Go through the data below. Pull out every line that has the word "window".
(Exercise data)
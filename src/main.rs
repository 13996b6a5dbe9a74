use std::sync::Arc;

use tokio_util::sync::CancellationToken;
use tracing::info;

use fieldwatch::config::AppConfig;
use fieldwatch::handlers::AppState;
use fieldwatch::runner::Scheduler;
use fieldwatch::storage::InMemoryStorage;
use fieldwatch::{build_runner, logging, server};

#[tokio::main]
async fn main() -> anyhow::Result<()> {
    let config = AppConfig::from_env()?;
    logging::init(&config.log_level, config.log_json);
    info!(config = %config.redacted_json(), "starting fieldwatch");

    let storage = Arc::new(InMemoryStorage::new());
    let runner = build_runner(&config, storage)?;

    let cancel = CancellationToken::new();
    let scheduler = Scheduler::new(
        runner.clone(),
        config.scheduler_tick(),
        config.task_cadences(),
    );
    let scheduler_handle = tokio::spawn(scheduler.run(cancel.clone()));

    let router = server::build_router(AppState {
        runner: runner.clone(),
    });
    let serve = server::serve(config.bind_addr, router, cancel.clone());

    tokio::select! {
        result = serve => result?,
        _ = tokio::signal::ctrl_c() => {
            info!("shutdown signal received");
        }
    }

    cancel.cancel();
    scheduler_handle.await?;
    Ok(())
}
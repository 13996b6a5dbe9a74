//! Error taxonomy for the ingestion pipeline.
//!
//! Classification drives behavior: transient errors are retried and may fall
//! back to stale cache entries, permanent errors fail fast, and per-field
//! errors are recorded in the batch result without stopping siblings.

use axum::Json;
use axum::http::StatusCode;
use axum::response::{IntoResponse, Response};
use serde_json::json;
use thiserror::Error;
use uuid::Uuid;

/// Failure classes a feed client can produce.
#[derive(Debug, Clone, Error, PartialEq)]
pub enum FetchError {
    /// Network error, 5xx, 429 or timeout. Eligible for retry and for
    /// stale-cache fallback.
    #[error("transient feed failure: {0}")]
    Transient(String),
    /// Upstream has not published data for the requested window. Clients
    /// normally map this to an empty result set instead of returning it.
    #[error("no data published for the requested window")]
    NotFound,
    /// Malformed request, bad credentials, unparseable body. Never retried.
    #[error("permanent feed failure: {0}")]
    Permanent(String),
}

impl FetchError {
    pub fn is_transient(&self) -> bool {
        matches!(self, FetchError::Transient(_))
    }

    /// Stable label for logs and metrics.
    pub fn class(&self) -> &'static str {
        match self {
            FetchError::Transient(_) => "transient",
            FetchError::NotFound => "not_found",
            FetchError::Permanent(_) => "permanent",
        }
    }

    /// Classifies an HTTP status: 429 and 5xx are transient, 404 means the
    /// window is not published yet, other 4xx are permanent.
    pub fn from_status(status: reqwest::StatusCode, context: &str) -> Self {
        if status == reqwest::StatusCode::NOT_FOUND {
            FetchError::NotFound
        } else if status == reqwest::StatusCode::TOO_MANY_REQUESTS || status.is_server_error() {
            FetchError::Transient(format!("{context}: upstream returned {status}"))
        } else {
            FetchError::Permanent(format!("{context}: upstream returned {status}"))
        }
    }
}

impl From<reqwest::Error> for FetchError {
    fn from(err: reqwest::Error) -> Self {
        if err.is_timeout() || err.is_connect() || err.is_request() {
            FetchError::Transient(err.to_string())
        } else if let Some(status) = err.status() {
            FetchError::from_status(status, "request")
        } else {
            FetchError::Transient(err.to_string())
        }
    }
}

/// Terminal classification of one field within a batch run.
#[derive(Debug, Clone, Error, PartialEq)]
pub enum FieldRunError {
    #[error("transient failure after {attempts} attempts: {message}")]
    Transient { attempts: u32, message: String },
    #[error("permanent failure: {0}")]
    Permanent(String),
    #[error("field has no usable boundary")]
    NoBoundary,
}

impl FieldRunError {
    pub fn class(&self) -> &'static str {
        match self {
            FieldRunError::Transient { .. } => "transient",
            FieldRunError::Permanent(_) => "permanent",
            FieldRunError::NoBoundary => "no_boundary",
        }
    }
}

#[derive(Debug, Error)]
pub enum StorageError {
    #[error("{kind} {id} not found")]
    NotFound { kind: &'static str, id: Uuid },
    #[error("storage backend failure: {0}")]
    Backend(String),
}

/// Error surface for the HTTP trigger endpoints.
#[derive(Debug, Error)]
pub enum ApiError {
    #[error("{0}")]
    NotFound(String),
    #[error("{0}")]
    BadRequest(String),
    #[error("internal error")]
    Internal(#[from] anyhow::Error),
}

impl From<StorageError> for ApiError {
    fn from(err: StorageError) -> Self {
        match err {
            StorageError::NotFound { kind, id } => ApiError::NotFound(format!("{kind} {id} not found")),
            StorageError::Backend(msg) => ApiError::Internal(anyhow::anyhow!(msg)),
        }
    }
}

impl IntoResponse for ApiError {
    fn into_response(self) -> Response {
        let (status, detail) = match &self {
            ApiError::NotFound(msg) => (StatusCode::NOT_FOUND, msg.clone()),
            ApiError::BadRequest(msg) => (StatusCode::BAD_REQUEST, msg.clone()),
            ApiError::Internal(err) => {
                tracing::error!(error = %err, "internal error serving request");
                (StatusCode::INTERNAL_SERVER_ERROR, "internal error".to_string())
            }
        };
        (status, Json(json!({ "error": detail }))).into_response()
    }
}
(End Exercise data)
▶ **Written response**
    /// Upstream has not published data for the requested window. Clients
    #[error("no data published for the requested window")]
    /// window is not published yet, other 4xx are permanent.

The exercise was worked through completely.